Es curioso que se conozcan tan pocas fotógrafas dedicadas a explorar el cuerpo masculino. Y las hay. Busco los desnudos de Imogen Cunningham en la web y no los encuentro y es una fotógrafa de principios del siglo XX. Casi todas las fotografías de desnudos masculinos que han llegado a ser museables provienen de la mirada del hombre y son de corte homoerótico. Eso tiene su belleza, los cuerpos de Mapplethorpe son hermosos pero no son la mirada de una mujer. No estoy segura, tampoco de que a las mujeres nos interesen solamente las bellas formas. Tal vez nos interese que en la imagen se traduzcan olores, temperaturas. Y, más que a la mujer, creo eso le interesa a lo femenino, que es compartido por ambos géneros.

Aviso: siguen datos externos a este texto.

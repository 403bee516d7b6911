// src/lib.rs
pub mod caster {
    use tokio_util::sync::CancellationToken;

    use crate::config::Config;
    use crate::network::TcpDialer;
    use crate::report::TrackReport;
    use crate::types::{Track, TrackList};

    pub use crate::core::{Caster, spawn_signal_listener};

    pub struct Options {
        pub config: Config,
        pub tracks: Vec<Track>,
        /// Start over after the last track
        pub repeat: bool,
        /// Print a JSON report after every track
        pub report_json: bool,
    }

    /// Async entry-point; returns when the tracks run out, on Ctrl-C/SIGTERM,
    /// or once the retry budget is spent
    pub async fn run(opts: Options) -> anyhow::Result<Vec<TrackReport>> {
        opts.config.validate()?;
        let abort = CancellationToken::new();
        let signals = spawn_signal_listener(abort.clone());

        let mut caster =
            Caster::new(opts.config, TcpDialer::default(), abort).with_json_reports(opts.report_json);
        let mut tracks = TrackList::new(opts.tracks, opts.repeat);
        let result = caster.run(&mut tracks).await;
        signals.abort();
        Ok(result?)
    }
}

pub mod config;
pub mod constants;
pub mod error;
pub mod metadata;
pub mod network;
pub mod pacer;
pub mod parsers;
pub mod probe;
pub mod processor;
pub mod reader;
pub mod report;
pub mod stats;
pub mod transcode;
pub mod types;
mod core;

#[cfg(test)]
mod testdata;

¿Cómo mirarían las mujeres el cuerpo masculino? ¿Por qué es tan difícil encontrar representaciones de esa mirada? ¿Censura cultural? ¿Autocensura? ¿Mojigatería? ¿Miedo a ser juzgadas? ¿No objetualización del sujeto? ¿Pocas ganas de develar el misterio? ¿Qué nos intimida y seduce del hombre? ¿Desnudarlo es vulnerarlo? ¿Es desmontar la idea de que son invencibles?

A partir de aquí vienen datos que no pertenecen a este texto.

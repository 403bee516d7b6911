//! Track loop, retry policy and signal handling

use std::path::PathBuf;

use tokio::task::{JoinHandle, JoinSet};
use tokio::time::Instant;
use tokio_util::sync::CancellationToken;
use tracing::{error, info, warn};

use crate::config::Config;
use crate::error::{CastError, Result};
use crate::metadata;
use crate::network::{Dialer, IngestSession, TcpDialer};
use crate::probe::{check_readable, probe};
use crate::processor::deliver_file;
use crate::report::TrackReport;
use crate::transcode::TranscodeSupervisor;
use crate::types::{Advertised, StreamMode, Track, TrackSource};

/// Cancel `abort` on Ctrl-C or SIGTERM
pub fn spawn_signal_listener(abort: CancellationToken) -> JoinHandle<()> {
    tokio::spawn(async move {
        wait_for_signal().await;
        info!("stop requested");
        abort.cancel();
    })
}

#[cfg(unix)]
async fn wait_for_signal() {
    use tokio::signal::unix::{SignalKind, signal};

    match signal(SignalKind::terminate()) {
        Ok(mut term) => {
            tokio::select! {
                res = tokio::signal::ctrl_c() => {
                    if let Err(e) = res {
                        warn!(error = %e, "cannot listen for Ctrl-C");
                        std::future::pending::<()>().await;
                    }
                }
                _ = term.recv() => {}
            }
        }
        Err(e) => {
            warn!(error = %e, "cannot listen for SIGTERM");
            ctrl_c_only().await;
        }
    }
}

#[cfg(not(unix))]
async fn wait_for_signal() {
    ctrl_c_only().await;
}

async fn ctrl_c_only() {
    if let Err(e) = tokio::signal::ctrl_c().await {
        warn!(error = %e, "cannot listen for Ctrl-C");
        std::future::pending::<()>().await;
    }
}

/// Plays tracks over one ingest session
pub struct Caster<D: Dialer = TcpDialer> {
    config: Config,
    session: IngestSession<D>,
    abort: CancellationToken,
    /// Metadata announcements still in flight
    background: JoinSet<()>,
    json_reports: bool,
}

impl<D: Dialer> Caster<D> {
    pub fn new(config: Config, dialer: D, abort: CancellationToken) -> Self {
        let session = IngestSession::new(dialer, config.server.clone(), config.stream.clone());
        Self {
            config,
            session,
            abort,
            background: JoinSet::new(),
            json_reports: false,
        }
    }

    pub fn with_json_reports(mut self, enabled: bool) -> Self {
        self.json_reports = enabled;
        self
    }

    /// Play tracks until the source runs dry, the user aborts or the retry
    /// budget is spent. A bad file is skipped; anything else retries the same
    /// track after the configured delay.
    pub async fn run<T: TrackSource>(&mut self, tracks: &mut T) -> Result<Vec<TrackReport>> {
        let mut reports = Vec::new();
        let Some(mut track) = tracks.first() else {
            warn!("nothing to play");
            return Ok(reports);
        };
        let mut retries = 0u32;

        let outcome = loop {
            match self.play(&track).await {
                Ok(report) => {
                    retries = 0;
                    report.log();
                    if self.json_reports {
                        println!("{}", report.to_json());
                    }
                    reports.push(report);
                    match tracks.next() {
                        Some(next) => track = next,
                        None => break Ok(()),
                    }
                }
                Err(CastError::Aborted) => {
                    info!("aborted by user");
                    break Ok(());
                }
                Err(e) => {
                    retries += 1;
                    error!(path = %track.path.display(), error = %e, attempt = retries, "error streaming");
                    if retries >= self.config.server.connect_attempts {
                        info!("no more retries");
                        break Err(e);
                    }
                    if e.is_format() {
                        match tracks.next() {
                            Some(next) => track = next,
                            None => break Err(e),
                        }
                    }

                    let delay = self.config.server.retry_delay();
                    info!(delay_secs = delay.as_secs(), "retrying");
                    tokio::select! {
                        _ = self.abort.cancelled() => {
                            info!("aborted by user");
                            break Ok(());
                        }
                        _ = tokio::time::sleep(delay) => {}
                    }
                }
            }
        };

        self.shutdown().await;
        outcome.map(|()| reports)
    }

    /// Stream a single track
    pub async fn play(&mut self, track: &Track) -> Result<TrackReport> {
        if self.abort.is_cancelled() {
            return Err(CastError::Aborted);
        }
        let started = Instant::now();
        let stream = &self.config.stream;
        let (mode, format) = (stream.mode, stream.format);

        let result = match mode {
            StreamMode::File => {
                let params = probe(&track.path, format).await?;
                self.connect(&params.advertised()).await?;
                self.announce(track);
                deliver_file(
                    &mut self.session,
                    &track.path,
                    &params,
                    self.config.stream.buffer_ms,
                    &self.abort,
                )
                .await
                .map(|stats| (stats, Some(params)))
            }
            StreamMode::Transcode => {
                let path = check_readable(&track.path)?;
                let supervisor =
                    TranscodeSupervisor::new(self.config.encoder.clone(), format, stream.buffer_ms);
                self.connect(&supervisor.advertised()).await?;
                self.announce(track);
                supervisor
                    .stream(&mut self.session, &path, &self.abort)
                    .await
                    .map(|stats| (stats, None))
            }
        };

        match result {
            Ok((stats, params)) => Ok(TrackReport::new(
                &track.path,
                mode,
                format,
                params.as_ref(),
                stats,
                started.elapsed().as_millis() as i64,
            )),
            Err(e) => {
                self.session.close().await;
                Err(e)
            }
        }
    }

    /// Connect unless already up; a stop request ends a hanging dial or handshake
    async fn connect(&mut self, advertised: &Advertised) -> Result<()> {
        tokio::select! {
            res = self.session.ensure_connected(advertised) => Ok(res?),
            _ = self.abort.cancelled() => Err(CastError::Aborted),
        }
    }

    fn announce(&mut self, track: &Track) {
        if !self.config.stream.update_metadata {
            return;
        }
        while self.background.try_join_next().is_some() {}
        let encoder: PathBuf = self.config.encoder.path.clone();
        self.background
            .spawn(metadata::announce(self.session.notifier(), track.clone(), encoder));
    }

    /// Close the connection and drop pending background work
    pub async fn shutdown(&mut self) {
        self.background.shutdown().await;
        self.session.close().await;
    }
}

La imagen es fetiche. Despierta fetiches. Despierta fiebres. Basta sólo un brazo, un torso desnudo, la visión de una clavícula para que una mujer desee. Basta sólo una espalda lo suficientemente amplia para la necesidad de morder el fruto prohibido. Basta sólo una mirada peligrosa. Lengua y boca y cuerpo que quieren hacerse uno con lo observado. Basta sólo el roce de una barba, una boca que sonríe, golosa; una silueta desdibujada, en la penumbra, para que queramos brincar. Nosotras, expertas en adentrarnos en cuevas de lobos, especialmente si el lobo está adentro. Nosotras, dispuestas siempre al riesgo.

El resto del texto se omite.